Problem -
Which lines of the data hold the word "decoded"? Copy all of them.

Exercise material -
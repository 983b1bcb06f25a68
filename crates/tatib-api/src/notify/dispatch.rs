use axum::{
    Extension, Json,
    extract::{Path, State},
    response::IntoResponse,
};
use tracing::{info, warn};

use tatib_db::{Database, now};
use tatib_types::api::{
    Claims, MarkSentRequest, SendWhatsAppRequest, SendWhatsAppResponse, WhatsAppPreview,
};
use tatib_types::models::Violation;

use crate::error::{AppError, AppResult};
use crate::notify::compose::Composer;
use crate::notify::gateway::normalize_phone;
use crate::state::{AppState, blocking};

/// Store-side half of notification delivery: what to send, and recording
/// that it went out. The gateway call itself lives in [`send`].
pub struct Dispatcher<'a> {
    db: &'a Database,
    composer: &'a Composer,
}

impl<'a> Dispatcher<'a> {
    pub fn new(db: &'a Database, composer: &'a Composer) -> Self {
        Self { db, composer }
    }

    /// What would be sent, and to whom. No side effects.
    pub fn preview(&self, violation_id: i64) -> AppResult<WhatsAppPreview> {
        let (message, student, violation) = self.composer.compose_by_id(self.db, violation_id)?;
        Ok(WhatsAppPreview {
            message,
            recipient: normalize_phone(&student.parent_whatsapp),
            student_name: student.name,
            violation_type: violation.violation_type,
        })
    }

    pub fn has_violation(&self, violation_id: i64) -> AppResult<bool> {
        Ok(self.db.get_violation(violation_id)?.is_some())
    }

    /// Record a delivery the gateway already accepted. The message is out,
    /// so a failure to mark the violation is logged and the send still
    /// reports success.
    pub fn record_delivery(&self, violation_id: i64, message_id: String) -> SendWhatsAppResponse {
        if let Err(e) = self.mark_sent(violation_id, &message_id) {
            warn!(
                "Message {} delivered but violation {} not marked sent: {}",
                message_id, violation_id, e
            );
        }
        SendWhatsAppResponse::sent(message_id)
    }

    /// Record a delivery. Always stamps the current time, so marking an
    /// already-sent violation moves `whatsapp_sent_at` forward.
    pub fn mark_sent(&self, violation_id: i64, message_id: &str) -> AppResult<Violation> {
        if !self.db.mark_whatsapp_sent(violation_id, &now())? {
            return Err(AppError::NotFound(format!("Violation not found: {}", violation_id)));
        }
        info!("Violation {} notified (message {})", violation_id, message_id);
        self.db
            .get_violation(violation_id)?
            .map(Violation::from)
            .ok_or_else(|| AppError::NotFound(format!("Violation not found: {}", violation_id)))
    }
}

/// Send a notification through the configured gateway. Precondition and
/// gateway failures come back as `success: false`; only a broken store is
/// an `Err`. Store access runs off the async runtime.
pub async fn send(state: &AppState, input: SendWhatsAppRequest) -> AppResult<SendWhatsAppResponse> {
    let SendWhatsAppRequest { violation_id, phone_number, message } = input;

    let exists = blocking(state, move |s| {
        Dispatcher::new(&s.db, &s.composer).has_violation(violation_id)
    })
    .await?;
    if !exists {
        return Ok(SendWhatsAppResponse::failed("Violation not found"));
    }

    let phone = normalize_phone(&phone_number);
    if phone.is_empty() {
        return Ok(SendWhatsAppResponse::failed("Invalid phone number"));
    }
    if message.trim().is_empty() {
        return Ok(SendWhatsAppResponse::failed("Message is empty"));
    }

    let message_id = match state.gateway.send(&phone, &message).await {
        Ok(id) => id,
        Err(e) => {
            warn!(
                "{} gateway failed for violation {}: {:#}",
                state.gateway.provider_tag(),
                violation_id,
                e
            );
            return Ok(SendWhatsAppResponse::failed(format!(
                "Failed to send WhatsApp message: {}",
                e
            )));
        }
    };

    blocking(state, move |s| {
        Ok(Dispatcher::new(&s.db, &s.composer).record_delivery(violation_id, message_id))
    })
    .await
}

// -- Handlers --

pub async fn preview_whatsapp(
    State(state): State<AppState>,
    Path(violation_id): Path<i64>,
    Extension(_claims): Extension<Claims>,
) -> AppResult<impl IntoResponse> {
    let preview = blocking(&state, move |s| {
        Dispatcher::new(&s.db, &s.composer).preview(violation_id)
    })
    .await?;
    Ok(Json(preview))
}

pub async fn send_whatsapp(
    State(state): State<AppState>,
    Extension(claims): Extension<Claims>,
    Json(req): Json<SendWhatsAppRequest>,
) -> AppResult<impl IntoResponse> {
    let violation_id = req.violation_id;
    let response = send(&state, req).await?;
    if response.success {
        info!("{} sent notification for violation {}", claims.username, violation_id);
    }
    Ok(Json(response))
}

pub async fn mark_whatsapp_sent(
    State(state): State<AppState>,
    Path(violation_id): Path<i64>,
    Extension(_claims): Extension<Claims>,
    Json(req): Json<MarkSentRequest>,
) -> AppResult<impl IntoResponse> {
    let message_id = req.message_id.unwrap_or_else(|| "manual".to_string());
    let violation = blocking(&state, move |s| {
        Dispatcher::new(&s.db, &s.composer).mark_sent(violation_id, &message_id)
    })
    .await?;
    Ok(Json(violation))
}
pub mod auth;
pub mod error;
pub mod middleware;
pub mod notify;
pub mod photos;
pub mod routes;
pub mod state;
pub mod students;
pub mod users;
pub mod violations;
pub async fn delete_photo(
    State(state): State<AppState>,
    Path(file_name): Path<String>,
    Extension(_claims): Extension<Claims>,
) -> AppResult<impl IntoResponse> {
    state.photos.delete(&file_name).await?;
    Ok(StatusCode::NO_CONTENT)
}

#[cfg(test)]
mod tests {
    use super::*;

    fn data_url(format: &str, bytes: &[u8]) -> String {
        format!("data:image/{};base64,{}", format, B64.encode(bytes))
    }

    fn jpeg(len: usize) -> Vec<u8> {
        let mut bytes = vec![0xFF, 0xD8, 0xFF, 0xE0];
        bytes.resize(len.max(4), 0x11);
        bytes
    }

    #[test]
    fn accepts_known_formats() {
        assert_eq!(validate_format(&data_url("jpeg", &jpeg(64))).format.as_deref(), Some("jpeg"));
        assert!(validate_format(&data_url("jpg", &jpeg(64))).valid);
        assert!(validate_format(&data_url("PNG", &PNG_SIGNATURE)).valid);
        assert!(validate_format(&data_url("gif", b"GIF89a....")).valid);
        assert!(validate_format(&data_url("gif", b"GIF87a....")).valid);
    }

    #[test]
    fn distinguishes_failure_kinds() {
        let not_url = validate_format("hello");
        assert!(!not_url.valid);
        assert!(not_url.error.unwrap().contains("Invalid image data format"));

        let bmp = validate_format(&data_url("bmp", b"BM...."));
        assert!(bmp.error.unwrap().contains("Unsupported image format"));

        let bad_b64 = validate_format("data:image/png;base64,@@@not-base64@@@");
        assert!(bad_b64.error.unwrap().contains("Invalid base64"));

        let huge = validate_format(&data_url("jpeg", &jpeg(MAX_IMAGE_BYTES + 1)));
        assert!(huge.error.unwrap().contains("5MB limit"));

        let mislabeled = validate_format(&data_url("png", &jpeg(64)));
        assert!(mislabeled.error.unwrap().contains("Corrupt image header"));
    }

    #[test]
    fn exactly_at_limit_is_accepted() {
        assert!(validate_format(&data_url("jpeg", &jpeg(MAX_IMAGE_BYTES))).valid);
    }

    #[test]
    fn thumbnail_passes_small_images_through() {
        let small = data_url("jpeg", &jpeg(1024));
        assert_eq!(thumbnail(&small).unwrap(), small);
    }

    #[test]
    fn thumbnail_truncates_large_images() {
        let large = data_url("png", &{
            let mut b = PNG_SIGNATURE.to_vec();
            b.resize(THUMBNAIL_MAX_BYTES * 2, 0);
            b
        });
        let thumb = thumbnail(&large).unwrap();
        let decoded = decode_data_url(&thumb).unwrap();
        assert_eq!(decoded.format, "png");
        assert_eq!(decoded.bytes.len(), THUMBNAIL_MAX_BYTES);

        assert!(matches!(thumbnail("nope"), Err(AppError::InvalidInput(_))));
    }

    #[test]
    fn unsafe_names_rejected() {
        for name in ["", "..", "../etc/passwd", "a/b.png", "a\\b.png", "x..y.png"] {
            assert!(!is_safe_file_name(name), "{:?}", name);
        }
        assert!(is_safe_file_name("1705301400000_bukti.jpeg"));
    }

    #[test]
    fn stems_are_sanitized() {
        assert_eq!(sanitize_stem("bukti pelanggaran.jpg"), "bukti_pelanggaran");
        assert_eq!(sanitize_stem("C:\\foto\\kantin.png"), "kantin");
        assert_eq!(sanitize_stem("../../x"), "x");
        assert_eq!(sanitize_stem("..."), "photo");
        assert_eq!(sanitize_stem(".hidden"), "_hidden");
    }

    #[tokio::test]
    async fn upload_get_delete_round_trip() {
        let dir = tempfile::tempdir().unwrap();
        let store = PhotoStore::new(dir.path().to_path_buf()).await.unwrap();
        let bytes = jpeg(2048);
        let req = UploadPhotoRequest {
            file_data: data_url("jpeg", &bytes),
            file_name: "bukti.jpg".into(),
        };

        let stored = store.upload(&req).await.unwrap();
        assert!(stored.file_name.ends_with("_bukti.jpeg"));
        assert_eq!(stored.url, format!("/uploads/{}", stored.file_name));
        assert_eq!(store.get(&stored.file_name).await.unwrap(), Some(bytes));

        store.delete(&stored.file_name).await.unwrap();
        assert_eq!(store.get(&stored.file_name).await.unwrap(), None);
        // deleting again is not an error
        store.delete(&stored.file_name).await.unwrap();
    }

    struct FullDisk;

    impl AsyncWrite for FullDisk {
        fn poll_write(
            self: std::pin::Pin<&mut Self>,
            _cx: &mut std::task::Context<'_>,
            _buf: &[u8],
        ) -> std::task::Poll<std::io::Result<usize>> {
            std::task::Poll::Ready(Err(std::io::Error::other("no space left on device")))
        }

        fn poll_flush(
            self: std::pin::Pin<&mut Self>,
            _cx: &mut std::task::Context<'_>,
        ) -> std::task::Poll<std::io::Result<()>> {
            std::task::Poll::Ready(Ok(()))
        }

        fn poll_shutdown(
            self: std::pin::Pin<&mut Self>,
            _cx: &mut std::task::Context<'_>,
        ) -> std::task::Poll<std::io::Result<()>> {
            std::task::Poll::Ready(Ok(()))
        }
    }

    #[tokio::test]
    async fn failed_write_leaves_no_partial_file() {
        let dir = tempfile::tempdir().unwrap();
        let store = PhotoStore::new(dir.path().to_path_buf()).await.unwrap();
        let name = "1705301400000_bukti.jpeg";
        let path = store.file_path(name);
        fs::write(&path, [0xFF, 0xD8]).await.unwrap();

        let err = write_or_discard(&path, FullDisk, &jpeg(2048)).await.unwrap_err();
        assert!(matches!(err, AppError::Dependency(_)));
        assert!(!path.exists());
        assert_eq!(store.get(name).await.unwrap(), None);
    }

    #[tokio::test]
    async fn successful_write_keeps_file() {
        let dir = tempfile::tempdir().unwrap();
        let path = dir.path().join("ok.png");
        let file = fs::File::create(&path).await.unwrap();
        write_or_discard(&path, file, &PNG_SIGNATURE).await.unwrap();
        assert_eq!(fs::read(&path).await.unwrap(), PNG_SIGNATURE.to_vec());
    }

    #[tokio::test]
    async fn identical_uploads_get_distinct_names() {
        let dir = tempfile::tempdir().unwrap();
        let store = PhotoStore::new(dir.path().to_path_buf()).await.unwrap();
        let req = UploadPhotoRequest {
            file_data: data_url("gif", b"GIF89a\x01\x00"),
            file_name: "same.gif".into(),
        };
        let a = store.upload(&req).await.unwrap();
        let b = store.upload(&req).await.unwrap();
        assert_ne!(a.file_name, b.file_name);
    }

    #[tokio::test]
    async fn malformed_names_on_get_and_delete() {
        let dir = tempfile::tempdir().unwrap();
        let store = PhotoStore::new(dir.path().to_path_buf()).await.unwrap();
        assert_eq!(store.get("../secret").await.unwrap(), None);
        assert_eq!(store.get("missing.png").await.unwrap(), None);
        assert!(matches!(store.delete("../secret").await, Err(AppError::InvalidInput(_))));
        store.delete("missing.png").await.unwrap();
    }
}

Your response -
        let decoded = decode_data_url(&thumb).unwrap();
        assert_eq!(decoded.format, "png");
        assert_eq!(decoded.bytes.len(), THUMBNAIL_MAX_BYTES);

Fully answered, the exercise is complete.